IoT and BIM for automatic performance recording

reading time 5 min

As part of a Digipro project, ALLPLAN is working with three partners to research a system for automatic performance measurement using IoT and BIM. DigiPro focuses on the digitalisation of products, processes and business models in companies.

As part of the German-Dutch INTERREG program Digipro, a project is currently underway that aims to automate performance recording on the construction site using IoT (Internet of Things) and BIM (Building Information Modelling). A consortium of four companies - BuildersMind, mangineers, Nijhuis Bouw B.V. and ALLPLAN - is working on a solution for automated construction site monitoring that documents construction progress in near real time. Promising results have already been achieved in an alpha test phase on two construction sites of Nijhuis Bouw in Enschede 2020.

Technical innovation

The central technical innovation in the project is provided by BuildersMind in the form of a mobile (MACI) tracking box and the BuildersMind core. The MACI box is magnetically attached to a construction machine - in this case the hook of a mobile crane - and collects and transmits movement data from the implement to a monitoring device. The latter merges the data, evaluates it and integrates it into the BIM platform Bimplus in near real time. There, an overlay of the supplied as-built or actual data is automatically created with the planning or target data of a BIM model of the project, which can be used to determine and visualise the current construction progress.



 

Alpha test phase: 65 single-family houses in prefabricated construction

The system has meanwhile been successfully tested in an alpha test phase on the two construction sites "Operahof" and "de Laares" in Enschede, which comprise a total of 65 single-family houses in prefabricated construction. On the planning side, detailed BIM models were created by mangineers in three steps. In the first step, a visualisation of the surroundings and positioning of the buildings was carried out, whereby the zero point and actual geo-coordinates were aligned.

In the second step, a 3D volume model integrated the cubatures of the buildings. In this phase, simple as-built information such as positional data of the work equipment can already be integrated by connecting the BuildersMind system, and initial construction progress information (for example, the number of precast elements installed) can be recorded. In the third step, the 3D volume models were further detailed at storey and component level. These highly detailed models finally form the planning data basis for the automatic construction progress recognitionof the precast element assembly.

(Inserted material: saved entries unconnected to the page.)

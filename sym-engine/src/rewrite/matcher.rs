//! Unification of a term against a rule template.

use crate::expr::Expr;
use std::collections::BTreeMap;

/// An environment mapping placeholders to the subterms they were bound to during matching.
pub type Bindings = BTreeMap<crate::expr::Placeholder, Expr>;

/// Matches two expressions against each other, binding placeholders to the subterms they line up
/// with. Returns true if the expressions match; `bindings` is updated with the new bindings on
/// success and left untouched on failure.
///
/// Matching is symmetric: a placeholder on either side binds the subterm on the other. In
/// practice the engine always passes a closed term on the left and a template on the right; the
/// symmetric case only arises when two templates are compared with each other.
///
/// A placeholder that already has a binding must match it again on re-encounter, so a template
/// like `a + a` only matches terms whose two operands are structurally equal.
pub fn match_exprs(lhs: &Expr, rhs: &Expr, bindings: &mut Bindings) -> bool {
    let mut scratch = bindings.clone();
    if match_r(lhs, rhs, &mut scratch) {
        *bindings = scratch;
        true
    } else {
        false
    }
}

fn match_r(lhs: &Expr, rhs: &Expr, bindings: &mut Bindings) -> bool {
    match (lhs, rhs) {
        // two placeholders match only if they are the same placeholder
        (Expr::Placeholder(lhs), Expr::Placeholder(rhs)) => lhs == rhs,
        (Expr::Placeholder(placeholder), other) | (other, Expr::Placeholder(placeholder)) => {
            match bindings.get(placeholder).cloned() {
                // a bound placeholder must match its binding again; the recursion runs under a
                // scratch copy that is only committed on success
                Some(bound) => {
                    let mut scratch = bindings.clone();
                    if match_r(&bound, other, &mut scratch) {
                        *bindings = scratch;
                        true
                    } else {
                        false
                    }
                },
                None => {
                    bindings.insert(*placeholder, other.clone());
                    true
                },
            }
        },
        (Expr::Op(lhs), Expr::Op(rhs)) => {
            if lhs.kind != rhs.kind {
                return false;
            }

            // both children must match under one environment; commit only on joint success
            let mut scratch = bindings.clone();
            if match_r(&lhs.lhs, &rhs.lhs, &mut scratch) && match_r(&lhs.rhs, &rhs.rhs, &mut scratch) {
                *bindings = scratch;
                true
            } else {
                false
            }
        },
        (Expr::Empty, Expr::Empty) => true,
        (Expr::Func(lhs), Expr::Func(rhs)) => lhs == rhs,
        (Expr::Constant(lhs), Expr::Constant(rhs)) => lhs == rhs,
        (Expr::Value(lhs), Expr::Value(rhs)) => lhs == rhs,
        (Expr::Symbol(lhs), Expr::Symbol(rhs)) => lhs == rhs,
        _ => false,
    }
}

#[cfg(test)]
mod tests {
    use crate::expr::Placeholder;
    use crate::rewrite::substitute::substitute;
    use pretty_assertions::assert_eq;
    use super::*;

    fn parse_expr(input: &str) -> Expr {
        let ast = sym_parser::Parser::new(input)
            .try_parse_full::<sym_parser::parser::ast::Expr>()
            .unwrap();
        Expr::from(ast)
    }

    /// Parse a template: every single-letter symbol becomes a placeholder.
    fn parse_template(input: &str) -> Expr {
        crate::rewrite::rules::to_template(parse_expr(input))
    }

    fn placeholder(letter: char) -> Placeholder {
        Placeholder::from_letter(letter).unwrap()
    }

    #[test]
    fn placeholders_bind_subterms() {
        let term = parse_expr("sin(foo) + 0");
        let pattern = parse_template("x + 0");

        let mut bindings = Bindings::new();
        assert!(match_exprs(&term, &pattern, &mut bindings));
        assert_eq!(bindings.len(), 1);
        assert_eq!(bindings[&placeholder('x')], parse_expr("sin(foo)"));
    }

    /// Matching then substituting the same pattern reproduces the original term.
    #[test]
    fn match_soundness() {
        for (term, pattern) in [
            ("(foo + bar) + baz", "(x + y) + z"),
            ("sin(foo)^2 + cos(foo)^2", "sin(x) ^ 2 + cos(x) ^ 2"),
            ("log(foo * bar, 10)", "log(x * y, b)"),
        ] {
            let term = parse_expr(term);
            let pattern = parse_template(pattern);

            let mut bindings = Bindings::new();
            assert!(match_exprs(&term, &pattern, &mut bindings));
            assert_eq!(substitute(&pattern, &bindings), term);
        }
    }

    #[test]
    fn bound_placeholders_must_match_again() {
        // `x + x` requires both operands to be structurally equal
        let pattern = parse_template("x + x");

        let mut bindings = Bindings::new();
        assert!(match_exprs(&parse_expr("foo + foo"), &pattern, &mut bindings));
        assert_eq!(bindings[&placeholder('x')], parse_expr("foo"));

        let mut bindings = Bindings::new();
        assert!(!match_exprs(&parse_expr("foo + bar"), &pattern, &mut bindings));
        assert!(bindings.is_empty());
    }

    #[test]
    fn failed_match_leaves_bindings_untouched() {
        let pattern = parse_template("x * (y + z)");
        let term = parse_expr("foo * bar");

        let mut bindings = Bindings::new();
        bindings.insert(placeholder('q'), parse_expr("qux"));

        // the match binds `x` before failing on the right operand, but none of that
        // may leak into the caller's environment
        assert!(!match_exprs(&term, &pattern, &mut bindings));
        assert_eq!(bindings.len(), 1);
        assert_eq!(bindings[&placeholder('q')], parse_expr("qux"));
    }

    #[test]
    fn match_is_deterministic() {
        let term = parse_expr("(foo + bar) * baz");
        let pattern = parse_template("x * y");

        let mut first = Bindings::new();
        let mut second = Bindings::new();
        assert!(match_exprs(&term, &pattern, &mut first));
        assert!(match_exprs(&term, &pattern, &mut second));
        assert_eq!(first, second);
    }

    #[test]
    fn matching_is_symmetric() {
        // the closed term may appear on either side
        let term = parse_expr("foo + 0");
        let pattern = parse_template("x + 0");

        let mut bindings = Bindings::new();
        assert!(match_exprs(&pattern, &term, &mut bindings));
        assert_eq!(bindings[&placeholder('x')], parse_expr("foo"));
    }

    #[test]
    fn distinct_placeholders_stay_distinct() {
        // two placeholders match each other only when they are the same letter
        let mut bindings = Bindings::new();
        assert!(!match_exprs(
            &Expr::Placeholder(placeholder('a')),
            &Expr::Placeholder(placeholder('b')),
            &mut bindings,
        ));
        assert!(match_exprs(
            &Expr::Placeholder(placeholder('a')),
            &Expr::Placeholder(placeholder('a')),
            &mut bindings,
        ));
    }
}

AI-based modules for component recognition

In the alpha test phase, the BuildersMind system has already been able to generate several 100,000 data samples per single-family house, with the help of which AI-based modules for component recognition have been trained. The modules in turn deliver specific cognitive services such as construction progress recognition of the prefabricated part assembly. The system is already capable of automatically generating a detailed performance calculation with installed quantities and associated times in near real time. Furthermore, the actual duration of work processes can be derived from this information for recalculations or the validation of effort values.

The information is output via Bimplus to a dashboard where it can be read. This is integrated into the Bimplus BIM Viewer.

In the future, further development of the proof of concept should also make it possible to refine the localisation in the BIM model at component level, integrate a 4D BIM model, perform a near-real-time target/actual comparison and create 4D construction progress forecasts for the precast assembly.